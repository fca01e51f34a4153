//! Domain layer - Core records and their validation rules
//!
//! This module contains the two record types the API manages and the
//! typed failures raised while storing them. It has no HTTP concerns.

pub mod error;
pub mod example;
pub mod listing;

pub use error::{DomainError, DomainResult};
pub use example::{Example, NewExample};
pub use listing::{
    gross_yield, AddressDetails, Listing, NewAddress, NewListing, Photo, PropertyType, Region,
};
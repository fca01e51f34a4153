//! Property listing entity and its value types.

use std::fmt;

use chrono::{DateTime, Utc};
use serde::{Deserialize, Serialize};
use utoipa::ToSchema;

use super::error::{DomainError, DomainResult};

/// Months used to annualise the monthly rental income.
const MONTHS_PER_YEAR: f64 = 12.0;

/// Geographic region of a listing
#[derive(Debug, Clone, Copy, PartialEq, Eq, Hash, Serialize, Deserialize, ToSchema)]
pub enum Region {
    #[serde(rename = "London")]
    London,
    #[serde(rename = "South East")]
    SouthEast,
    #[serde(rename = "South West")]
    SouthWest,
    #[serde(rename = "East of England")]
    EastOfEngland,
    #[serde(rename = "Midlands")]
    Midlands,
    #[serde(rename = "North West")]
    NorthWest,
    #[serde(rename = "North East")]
    NorthEast,
    #[serde(rename = "Yorkshire")]
    Yorkshire,
    #[serde(rename = "Wales")]
    Wales,
    #[serde(rename = "Scotland")]
    Scotland,
    #[serde(rename = "Northern Ireland")]
    NorthernIreland,
}

impl Region {
    /// Canonical string form, identical to the serialized value
    pub const fn as_str(&self) -> &'static str {
        match self {
            Region::London => "London",
            Region::SouthEast => "South East",
            Region::SouthWest => "South West",
            Region::EastOfEngland => "East of England",
            Region::Midlands => "Midlands",
            Region::NorthWest => "North West",
            Region::NorthEast => "North East",
            Region::Yorkshire => "Yorkshire",
            Region::Wales => "Wales",
            Region::Scotland => "Scotland",
            Region::NorthernIreland => "Northern Ireland",
        }
    }
}

impl fmt::Display for Region {
    fn fmt(&self, f: &mut fmt::Formatter<'_>) -> fmt::Result {
        f.write_str(self.as_str())
    }
}

/// Property classification
#[derive(Debug, Clone, Copy, PartialEq, Eq, Hash, Serialize, Deserialize, ToSchema)]
#[serde(rename_all = "snake_case")]
pub enum PropertyType {
    Apartment,
    Detached,
    SemiDetached,
    TerracedHouse,
    Bungalow,
    Maisonette,
}

impl PropertyType {
    /// Canonical string form, identical to the serialized value
    pub const fn as_str(&self) -> &'static str {
        match self {
            PropertyType::Apartment => "apartment",
            PropertyType::Detached => "detached",
            PropertyType::SemiDetached => "semi_detached",
            PropertyType::TerracedHouse => "terraced_house",
            PropertyType::Bungalow => "bungalow",
            PropertyType::Maisonette => "maisonette",
        }
    }
}

impl fmt::Display for PropertyType {
    fn fmt(&self, f: &mut fmt::Formatter<'_>) -> fmt::Result {
        f.write_str(self.as_str())
    }
}

/// A listing photo in its three renditions
#[derive(Debug, Clone, Default, PartialEq, Eq, Serialize, Deserialize, ToSchema)]
pub struct Photo {
    pub original_url: String,
    pub standard_url: String,
    pub thumbnail_url: String,
    #[schema(example = "image/jpeg")]
    pub mime_type: String,
}

/// Validated address of a stored listing
#[derive(Debug, Clone, PartialEq, Eq, Serialize, Deserialize, ToSchema)]
pub struct AddressDetails {
    #[schema(example = "London")]
    pub city: String,
    pub postcode: String,
    #[schema(example = "W1")]
    pub shortened_postcode: String,
    pub region: Region,
    #[schema(example = "UK")]
    pub country: String,
}

/// Property listing domain entity
#[derive(Debug, Clone, PartialEq, Serialize, Deserialize, ToSchema)]
pub struct Listing {
    pub id: i64,
    pub address: AddressDetails,
    pub development_name: Option<String>,
    pub property_type: PropertyType,
    pub bedrooms: u32,
    pub bathrooms: u32,
    pub size_sq_ft: u32,
    /// Asking price in minor currency units, always positive
    pub price_in_cents: i64,
    pub minimum_deposit_in_cents: i64,
    pub estimated_deposit_in_cents: i64,
    /// Monthly rental income in minor currency units
    pub rental_income_in_cents: i64,
    /// Annual rent over price, recomputed on every write
    pub gross_yield: f64,
    pub is_tenanted: bool,
    pub is_cash_only: bool,
    pub is_new_build: bool,
    pub is_company_owned: bool,
    pub is_share_sale: bool,
    pub is_featured: bool,
    pub description: String,
    pub photos: Vec<Photo>,
    /// When the listing went public. Once set, an update that omits it keeps it.
    pub made_visible_at: Option<DateTime<Utc>>,
}

/// Address as supplied by a caller; region may be missing.
#[derive(Debug, Clone, Default, PartialEq, Eq, Serialize, Deserialize, ToSchema)]
#[serde(default)]
pub struct NewAddress {
    pub city: String,
    pub postcode: String,
    pub shortened_postcode: String,
    pub region: Option<Region>,
    pub country: String,
}

/// Caller-supplied fields for creating or wholly replacing a listing.
#[derive(Debug, Clone, Default, PartialEq, Serialize, Deserialize, ToSchema)]
#[serde(default)]
pub struct NewListing {
    pub address: NewAddress,
    pub development_name: Option<String>,
    pub property_type: Option<PropertyType>,
    pub bedrooms: u32,
    pub bathrooms: u32,
    pub size_sq_ft: u32,
    pub price_in_cents: i64,
    pub minimum_deposit_in_cents: i64,
    pub estimated_deposit_in_cents: i64,
    pub rental_income_in_cents: i64,
    pub is_tenanted: bool,
    pub is_cash_only: bool,
    pub is_new_build: bool,
    pub is_company_owned: bool,
    pub is_share_sale: bool,
    pub is_featured: bool,
    pub description: String,
    pub photos: Vec<Photo>,
    pub made_visible_at: Option<DateTime<Utc>>,
}

impl NewListing {
    /// Validate the required fields and build the stored record.
    ///
    /// Checks run in a fixed order so the first failing field is the one
    /// reported.
    pub(crate) fn into_listing(self, id: i64) -> DomainResult<Listing> {
        if self.address.city.is_empty() {
            return Err(DomainError::validation("city is required"));
        }
        if self.address.shortened_postcode.is_empty() {
            return Err(DomainError::validation("shortened postcode is required"));
        }
        let Some(region) = self.address.region else {
            return Err(DomainError::validation("region is required"));
        };
        let Some(property_type) = self.property_type else {
            return Err(DomainError::validation("property type is required"));
        };
        if self.price_in_cents <= 0 {
            return Err(DomainError::validation("price must be greater than 0"));
        }

        Ok(Listing {
            id,
            address: AddressDetails {
                city: self.address.city,
                postcode: self.address.postcode,
                shortened_postcode: self.address.shortened_postcode,
                region,
                country: self.address.country,
            },
            development_name: self.development_name,
            property_type,
            bedrooms: self.bedrooms,
            bathrooms: self.bathrooms,
            size_sq_ft: self.size_sq_ft,
            price_in_cents: self.price_in_cents,
            minimum_deposit_in_cents: self.minimum_deposit_in_cents,
            estimated_deposit_in_cents: self.estimated_deposit_in_cents,
            rental_income_in_cents: self.rental_income_in_cents,
            gross_yield: gross_yield(self.rental_income_in_cents, self.price_in_cents),
            is_tenanted: self.is_tenanted,
            is_cash_only: self.is_cash_only,
            is_new_build: self.is_new_build,
            is_company_owned: self.is_company_owned,
            is_share_sale: self.is_share_sale,
            is_featured: self.is_featured,
            description: self.description,
            photos: self.photos,
            made_visible_at: self.made_visible_at,
        })
    }
}

/// Gross yield: twelve months of rent divided by the price.
///
/// Computed in floating point so no rent value can overflow.
pub fn gross_yield(monthly_rent_in_cents: i64, price_in_cents: i64) -> f64 {
    if price_in_cents <= 0 {
        return 0.0;
    }
    monthly_rent_in_cents as f64 * MONTHS_PER_YEAR / price_in_cents as f64
}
▬▬▬▬▬▬▬▬▬▬
■ **Work item**
Some lines contain the word "Bungalow". Pull each one out of the listing.

■ **Output of the task**
    Bungalow,
            PropertyType::Bungalow => "bungalow",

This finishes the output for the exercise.